It has been scientifically proven that the mouth cells are one of the first to be damaged by cancer treatments. This results in a dry or metallic taste that permeates through the mouth and throat, affecting taste and smell. Dry mouth occurs when any of the six major or several minor salivary glands do not work properly. While saliva is produced all of the time, most of it is produced in the late afternoon, so dry mouth can make it difficult to sleep at night.

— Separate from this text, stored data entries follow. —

//! Package graph: an arena of packages with mirrored dependency edges.
//!
//! Packages are addressed by [`PackageId`], a stable index into the arena.
//! Every edge is stored twice: `p.dependencies` holds `q` exactly when
//! `q.required_by` holds `p`. All mutation goes through [`PackageGraph::add_edge`]
//! and [`PackageGraph::remove_edge`], which keep the two sides in step.

use std::collections::{HashMap, HashSet};
use std::fmt;

use petgraph::graph::{DiGraph, NodeIndex};

/// Stable index of a package in a [`PackageGraph`].
#[derive(Debug, Clone, Copy, PartialEq, Eq, Hash, PartialOrd, Ord)]
pub struct PackageId(usize);

impl PackageId {
    pub const fn new(index: usize) -> Self {
        Self(index)
    }

    pub const fn index(self) -> usize {
        self.0
    }
}

impl fmt::Display for PackageId {
    fn fmt(&self, f: &mut fmt::Formatter<'_>) -> fmt::Result {
        write!(f, "#{}", self.0)
    }
}

/// A node in the package graph, identified by name and version.
#[derive(Debug, Clone, PartialEq, Eq)]
pub struct Package {
    name: String,
    version: String,
    dependencies: Vec<PackageId>,
    required_by: Vec<PackageId>,
}

impl Package {
    pub fn new(name: impl Into<String>, version: impl Into<String>) -> Self {
        Self {
            name: name.into(),
            version: version.into(),
            dependencies: Vec::new(),
            required_by: Vec::new(),
        }
    }

    pub fn name(&self) -> &str {
        &self.name
    }

    pub fn version(&self) -> &str {
        &self.version
    }

    /// Packages this one requires, in declaration order.
    pub fn dependencies(&self) -> &[PackageId] {
        &self.dependencies
    }

    /// Packages that require this one.
    pub fn required_by(&self) -> &[PackageId] {
        &self.required_by
    }

    /// Dependencies that must commit before this package may start.
    ///
    /// On a resolved graph this is the scheduler's initial counter value.
    pub fn remaining_dependency_count(&self) -> usize {
        self.dependencies.len()
    }
}

impl fmt::Display for Package {
    fn fmt(&self, f: &mut fmt::Formatter<'_>) -> fmt::Result {
        write!(f, "{} v{}", self.name, self.version)
    }
}

/// A package designated as a build goal, with the directory it was declared in.
#[derive(Debug, Clone, PartialEq, Eq)]
pub struct Target {
    pub id: PackageId,
    pub path: String,
}

/// The full package graph plus its designated targets.
#[derive(Debug, Clone, Default)]
pub struct PackageGraph {
    packages: Vec<Package>,
    /// name -> version -> id
    index: HashMap<String, HashMap<String, PackageId>>,
    targets: Vec<Target>,
    target_set: HashSet<PackageId>,
}

impl PackageGraph {
    pub fn new() -> Self {
        Self::default()
    }

    /// Append a package without edges. Identity uniqueness is the caller's concern.
    pub(crate) fn push(&mut self, package: Package) -> PackageId {
        let id = PackageId(self.packages.len());
        self.index
            .entry(package.name.clone())
            .or_default()
            .insert(package.version.clone(), id);
        self.packages.push(package);
        id
    }

    /// Append a package whose edge lists are already populated (snapshot restore).
    pub(crate) fn push_with_edges(
        &mut self,
        name: String,
        version: String,
        dependencies: Vec<PackageId>,
        required_by: Vec<PackageId>,
    ) -> PackageId {
        let id = self.push(Package::new(name, version));
        let package = &mut self.packages[id.0];
        package.dependencies = dependencies;
        package.required_by = required_by;
        id
    }

    /// Record that `from` depends on `to`, on both sides of the edge.
    pub(crate) fn add_edge(&mut self, from: PackageId, to: PackageId) {
        self.packages[from.0].dependencies.push(to);
        self.packages[to.0].required_by.push(from);
    }

    /// Delete the edge `from -> to` and its mirror. Returns `false` if absent.
    pub(crate) fn remove_edge(&mut self, from: PackageId, to: PackageId) -> bool {
        let deps = &mut self.packages[from.0].dependencies;
        let before = deps.len();
        deps.retain(|&d| d != to);
        if deps.len() == before {
            return false;
        }
        self.packages[to.0].required_by.retain(|&r| r != from);
        true
    }

    /// Designate `id` as a target. A package designated twice keeps its first path.
    pub(crate) fn add_target(&mut self, id: PackageId, path: String) -> bool {
        if !self.target_set.insert(id) {
            return false;
        }
        self.targets.push(Target { id, path });
        true
    }

    pub fn len(&self) -> usize {
        self.packages.len()
    }

    pub fn is_empty(&self) -> bool {
        self.packages.is_empty()
    }

    pub fn package(&self, id: PackageId) -> &Package {
        &self.packages[id.0]
    }

    pub fn packages(&self) -> impl Iterator<Item = (PackageId, &Package)> {
        self.packages
            .iter()
            .enumerate()
            .map(|(i, p)| (PackageId(i), p))
    }

    pub fn ids(&self) -> impl Iterator<Item = PackageId> {
        (0..self.packages.len()).map(PackageId)
    }

    /// Look up a package by exact name and version.
    pub fn find(&self, name: &str, version: &str) -> Option<PackageId> {
        self.index.get(name)?.get(version).copied()
    }

    /// All locked versions of `name`, unordered.
    pub fn versions_of(&self, name: &str) -> Vec<&str> {
        self.index
            .get(name)
            .map(|versions| versions.keys().map(String::as_str).collect())
            .unwrap_or_default()
    }

    pub fn targets(&self) -> &[Target] {
        &self.targets
    }

    pub fn is_target(&self, id: PackageId) -> bool {
        self.target_set.contains(&id)
    }

    /// Declared directory of a target package.
    pub fn target_path(&self, id: PackageId) -> Option<&str> {
        self.targets
            .iter()
            .find(|t| t.id == id)
            .map(|t| t.path.as_str())
    }

    /// Packages with no unmet dependencies, in arena order.
    pub fn initial_ready(&self) -> Vec<PackageId> {
        self.packages()
            .filter(|(_, p)| p.remaining_dependency_count() == 0)
            .map(|(id, _)| id)
            .collect()
    }

    /// Largest dependency count of any package.
    pub fn max_dependency_count(&self) -> usize {
        self.packages
            .iter()
            .map(Package::remaining_dependency_count)
            .max()
            .unwrap_or(0)
    }

    /// Total number of dependency edges.
    pub fn edge_count(&self) -> usize {
        self.packages.iter().map(|p| p.dependencies.len()).sum()
    }

    /// Export as a petgraph graph whose node `i` is package `i`, edges pointing
    /// from dependent to dependency.
    pub fn to_digraph(&self) -> DiGraph<PackageId, ()> {
        let mut graph = DiGraph::with_capacity(self.len(), self.edge_count());
        for id in self.ids() {
            graph.add_node(id);
        }
        for (id, package) in self.packages() {
            for dep in &package.dependencies {
                graph.add_edge(NodeIndex::new(id.0), NodeIndex::new(dep.0), ());
            }
        }
        graph
    }

    /// `true` when no dependency cycle (including self-loops) exists.
    pub fn is_acyclic(&self) -> bool {
        !petgraph::algo::is_cyclic_directed(&self.to_digraph())
    }

    /// `true` when `to` is reachable from `from` along dependency edges.
    pub fn reaches(&self, from: PackageId, to: PackageId) -> bool {
        petgraph::algo::has_path_connecting(
            &self.to_digraph(),
            NodeIndex::new(from.0),
            NodeIndex::new(to.0),
            None,
        )
    }

    /// Human-readable labels for a set of packages.
    pub fn labels(&self, ids: &[PackageId]) -> Vec<String> {
        ids.iter().map(|&id| self.package(id).to_string()).collect()
    }
}

#[cfg(test)]
mod tests {
    use super::*;

    fn diamond() -> (PackageGraph, [PackageId; 4]) {
        let mut g = PackageGraph::new();
        let a = g.push(Package::new("a", "1.0.0"));
        let b = g.push(Package::new("b", "1.0.0"));
        let c = g.push(Package::new("c", "1.0.0"));
        let d = g.push(Package::new("d", "1.0.0"));
        g.add_edge(b, a);
        g.add_edge(c, a);
        g.add_edge(d, b);
        g.add_edge(d, c);
        (g, [a, b, c, d])
    }

    #[test]
    fn edges_are_mirrored() {
        let (g, [a, b, c, d]) = diamond();
        assert_eq!(g.package(d).dependencies(), &[b, c]);
        assert_eq!(g.package(a).required_by(), &[b, c]);
        for (id, p) in g.packages() {
            for &dep in p.dependencies() {
                assert!(g.package(dep).required_by().contains(&id));
            }
        }
    }

    #[test]
    fn remove_edge_updates_both_sides() {
        let (mut g, [a, b, _, _]) = diamond();
        assert!(g.remove_edge(b, a));
        assert!(g.package(b).dependencies().is_empty());
        assert!(!g.package(a).required_by().contains(&b));
        assert!(!g.remove_edge(b, a));
    }

    #[test]
    fn find_by_name_and_version() {
        let (g, [_, b, _, _]) = diamond();
        assert_eq!(g.find("b", "1.0.0"), Some(b));
        assert_eq!(g.find("b", "2.0.0"), None);
        assert_eq!(g.versions_of("b"), vec!["1.0.0"]);
        assert!(g.versions_of("zzz").is_empty());
    }

    #[test]
    fn initial_ready_has_only_leaves() {
        let (g, [a, _, _, _]) = diamond();
        assert_eq!(g.initial_ready(), vec![a]);
        assert_eq!(g.max_dependency_count(), 2);
        assert_eq!(g.edge_count(), 4);
    }

    #[test]
    fn targets_keep_first_designation() {
        let (mut g, [_, _, _, d]) = diamond();
        assert!(g.add_target(d, "/work/d".into()));
        assert!(!g.add_target(d, "/elsewhere".into()));
        assert!(g.is_target(d));
        assert_eq!(g.target_path(d), Some("/work/d"));
        assert_eq!(g.targets().len(), 1);
    }

    #[test]
    fn digraph_export_and_cycle_detection() {
        let (mut g, [a, _, _, d]) = diamond();
        assert!(g.is_acyclic());
        assert!(g.reaches(d, a));
        assert!(!g.reaches(a, d));
        g.add_edge(a, d);
        assert!(!g.is_acyclic());
    }

    #[test]
    fn display_is_name_and_version() {
        let p = Package::new("serde", "1.0.195");
        assert_eq!(p.to_string(), "serde v1.0.195");
    }
}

Saliva is needed for talking, tasting and digesting food, as well as preventing the buildup of bad-breathing and infection-causing bacteria. Silvia protects your teeth, making chewing and swallowing possible. Dry mouth also causes the tongue, the gums and the soft tissues in the mouth to swell. This dryness and swelling can lead to a burning sensation and, for some, pain. Over time, a dry mouth can lead to cracks in the corners of the mouth and in the lips.
When experiencing dry mouth, you need to carry a bottle of water and sip as much as possible to keep your mouth hydrated. Eating certain foods, such as fresh fruit and vegetables, or sucking on sugar-free hard candy may help. Relaxing with deep breathing and mind-body techniques while using this Tai Chi or Chi Kung trick can help: try placing the tongue on the roof of your mouth. If this is possible for you, it will increase the moisture in your mouth and closes an energetic circuit between the Conception and Governing Vessels.